ZooKeeper集群模式启动源码分析之同步过程分析

前面我们分析了zk启动的选举过程,这篇文章分析同步过程。

leader的同步过程

同步入口是QuorumPeer的run方法:

case LEADING:
    LOG.info("LEADING");
    try {
        setLeader(makeLeader(logFactory));
        leader.lead();
        setLeader(null);
    } catch (Exception e) {
        LOG.warn("Unexpected exception", e);
    } finally {
        if (leader != null) {
            leader.shutdown("Forcing shutdown");
            setLeader(null);
        }
        updateServerState();
    }
    break;
}
  1. makeLeader实例化一个Leader类,setLeader把实例化的Leader类赋值给leader成员变量。
  2. leader.lead开始同步过程。
  3. finally的updateServerState将当前状态设置为LOOKING,重新开始寻找主服务器。对于leader,通常发生在本节点与集群其它节点的连接断开时。
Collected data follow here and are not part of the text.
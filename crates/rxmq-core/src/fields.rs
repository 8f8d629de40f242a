//! Decoded output held back until decoding has succeeded.
//!
//! Decoders collect their output here and the entry point writes it to the
//! store in one pass, so a failed decode leaves the store untouched.

use std::collections::TryReserveError;

use crate::inventory::{INVENTORY_TAG, Inventory};
use crate::store::{VariableStore, field_path};

/// One output variable, relative to the output stem.
#[derive(Debug, Clone, PartialEq, Eq)]
pub struct Field {
    pub tag: String,
    pub value: Vec<u8>,
    /// Whether the tag appears in the inventory.
    pub listed: bool,
}

/// Ordered output fields plus their inventory.
#[derive(Debug, Clone, Default, PartialEq, Eq)]
pub struct FieldSet {
    fields: Vec<Field>,
    inventory: Inventory,
}

impl FieldSet {
    #[must_use]
    pub fn new() -> Self {
        Self::default()
    }

    /// Field set whose inventory starts with `inventory`.
    #[must_use]
    pub fn with_inventory(inventory: Inventory) -> Self {
        Self {
            fields: Vec::new(),
            inventory,
        }
    }

    pub fn push(&mut self, tag: impl Into<String>, value: impl Into<Vec<u8>>) {
        let tag = tag.into();
        self.inventory.push(&tag);
        self.fields.push(Field {
            tag,
            value: value.into(),
            listed: true,
        });
    }

    /// Add a field that is written but kept out of the inventory.
    pub fn push_unlisted(&mut self, tag: impl Into<String>, value: impl Into<Vec<u8>>) {
        self.fields.push(Field {
            tag: tag.into(),
            value: value.into(),
            listed: false,
        });
    }

    /// Like [`FieldSet::push`], reporting allocation failure.
    pub fn try_push(&mut self, tag: String, value: Vec<u8>) -> Result<(), TryReserveError> {
        self.fields.try_reserve(1)?;
        self.inventory.try_push(&tag)?;
        self.fields.push(Field {
            tag,
            value,
            listed: true,
        });
        Ok(())
    }

    #[must_use]
    pub fn inventory(&self) -> &Inventory {
        &self.inventory
    }

    /// Last value recorded for `tag`.
    #[must_use]
    pub fn get(&self, tag: &str) -> Option<&[u8]> {
        self.fields
            .iter()
            .rev()
            .find(|field| field.tag == tag)
            .map(|field| field.value.as_slice())
    }

    pub fn iter(&self) -> impl Iterator<Item = &Field> {
        self.fields.iter()
    }

    #[must_use]
    pub fn len(&self) -> usize {
        self.fields.len()
    }

    #[must_use]
    pub fn is_empty(&self) -> bool {
        self.fields.is_empty()
    }

    /// Write every field under `stem`, then `<stem>ZLIST`.
    ///
    /// A listed field the store refuses is dropped from the stored
    /// inventory.
    pub fn write<S: VariableStore + ?Sized>(&self, store: &mut S, stem: &str) -> Inventory {
        let mut refused: Vec<&str> = Vec::new();
        for field in &self.fields {
            if !store.set(&field_path(stem, &field.tag), &field.value) && field.listed {
                refused.push(&field.tag);
            }
        }
        let inventory = if refused.is_empty() {
            self.inventory.clone()
        } else {
            let mut kept = Inventory::new();
            for tag in self.inventory.iter().filter(|tag| !refused.contains(tag)) {
                kept.push(tag);
            }
            kept
        };
        store.set(
            &field_path(stem, INVENTORY_TAG),
            inventory.as_str().as_bytes(),
        );
        inventory
    }
}

/// Collecting fields through the scalar codec.
///
/// Writes arrive with the tag as the path, since the writer driving this
/// store is given an empty stem.
impl VariableStore for FieldSet {
    fn get(&self, path: &str) -> Option<Vec<u8>> {
        FieldSet::get(self, path).map(<[u8]>::to_vec)
    }

    fn set(&mut self, path: &str, value: &[u8]) -> bool {
        self.push(path, value);
        true
    }
}

#[cfg(test)]
mod tests {
    use super::*;
    use crate::codec::StemWriter;
    use crate::store::MemoryStore;

    #[test]
    fn test_unlisted_fields_stay_out_of_inventory() {
        let mut fields = FieldSet::with_inventory(Inventory::with_tags(&["0", "1"]));
        fields.push_unlisted("0", "3");
        fields.push_unlisted("1", "abc");
        fields.push("TYPE", "DLH");

        let mut store = MemoryStore::new();
        let inventory = fields.write(&mut store, "OUT.");
        assert_eq!(inventory.as_str(), "0 1 TYPE");
        assert_eq!(store.get_str("OUT.1").unwrap(), "abc");
        assert_eq!(store.get_str("OUT.ZLIST").unwrap(), "0 1 TYPE");
    }

    #[test]
    fn test_codec_writes_into_field_set() {
        let mut fields = FieldSet::new();
        let mut writer = StemWriter::without_inventory(&mut fields, "");
        writer.put_int("AT", 2);
        writer.put_fixed_string("QN", b"TRIGGER.Q\0\0\0");

        assert_eq!(fields.get("AT"), Some(&b"2"[..]));
        assert_eq!(fields.get("QN"), Some(&b"TRIGGER.Q"[..]));
        assert_eq!(fields.inventory().as_str(), "AT QN");
    }

    /// Accepts everything except one path.
    struct Refusing(MemoryStore, &'static str);

    impl VariableStore for Refusing {
        fn get(&self, path: &str) -> Option<Vec<u8>> {
            self.0.get(path)
        }

        fn set(&mut self, path: &str, value: &[u8]) -> bool {
            path != self.1 && self.0.set(path, value)
        }
    }

    #[test]
    fn test_refused_write_is_not_listed() {
        let mut fields = FieldSet::new();
        fields.push("TYPE", "EVENT");
        fields.push("NAME", "Q_FULL");
        fields.push("REA", "2053");

        let mut store = Refusing(MemoryStore::new(), "EV.NAME");
        let inventory = fields.write(&mut store, "EV.");
        assert_eq!(inventory.as_str(), "TYPE REA");
        assert_eq!(store.0.get_str("EV.ZLIST").unwrap(), "TYPE REA");
    }
}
对于其它节点,通常发生在与leader的同步端口断开连接时或者无法连接leader的同步端口时。

接下来看Leader的lead方法:

void lead() throws IOException, InterruptedException {
    self.end_fle = Time.currentElapsedTime();
    long electionTimeTaken = self.end_fle - self.start_fle;
    self.setElectionTimeTaken(electionTimeTaken);
    ServerMetrics.getMetrics().ELECTION_TIME.add(electionTimeTaken);
    LOG.info("LEADING - LEADER ELECTION TOOK - {} {}", electionTimeTaken, QuorumPeer.FLE_TIME_UNIT);
    self.start_fle = 0;
    self.end_fle = 0;

    zk.registerJMX(new LeaderBean(this, zk), self.jmxLocalPeerBean);

    try {
        self.setZabState(QuorumPeer.ZabState.DISCOVERY);
        self.tick.set(0);
        zk.loadData();

        leaderStateSummary = new StateSummary(self.getCurrentEpoch(), zk.getLastProcessedZxid());

        // Start thread that waits for connection requests from
        // new followers.
        cnxAcceptor = new LearnerCnxAcceptor();
        cnxAcceptor.start();

        long epoch = getEpochToPropose(self.getId(), self.getAcceptedEpoch());

        zk.setZxid(ZxidUtils.makeZxid(epoch, 0));

        synchronized (this) {
            lastProposed = zk.getZxid();
        }

        newLeaderProposal.packet = new QuorumPacket(NEWLEADER, zk.getZxid(), null, null);

        if ((newLeaderProposal.packet.getZxid() & 0xffffffffL) != 0) {
            LOG.info("NEWLEADER proposal has Zxid of {}", Long.toHexString(newLeaderProposal.packet.getZxid()));
        }

        QuorumVerifier lastSeenQV = self.getLastSeenQuorumVerifier();
        QuorumVerifier curQV = self.getQuorumVerifier();
        if (curQV.getVersion() == 0 && curQV.getVersion() == lastSeenQV.getVersion()) {
            // This was added in ZOOKEEPER-1783. The initial config has version 0 (not explicitly
            // specified by the user; the lack of version in a config file is interpreted as version=0).
            // As soon as a config is established we would like to increase its version so that it
            // takes presedence over other initial configs that were not established (such as a config
            // of a server trying to join the ensemble, which may be a partial view of the system, not the full config).
            // We chose to set the new version to the one of the NEWLEADER message. However, before we can do that
            // there must be agreement on the new version, so we can only change the version when sending/receiving UPTODATE,
            // not when sending/receiving NEWLEADER. In other words, we can't change curQV here since its the committed quorum verifier,
            // and there's still no agreement on the new version that we'd like to use. Instead, we use
            // lastSeenQuorumVerifier which is being sent with NEWLEADER message
            // so its a good way to let followers know about the new version. (The original reason for sending
            // lastSeenQuorumVerifier with NEWLEADER is so that the leader completes any potentially uncommitted reconfigs
            // that it finds before starting to propose operations. Here we're reusing the same code path for
            // reaching consensus on the new version number.)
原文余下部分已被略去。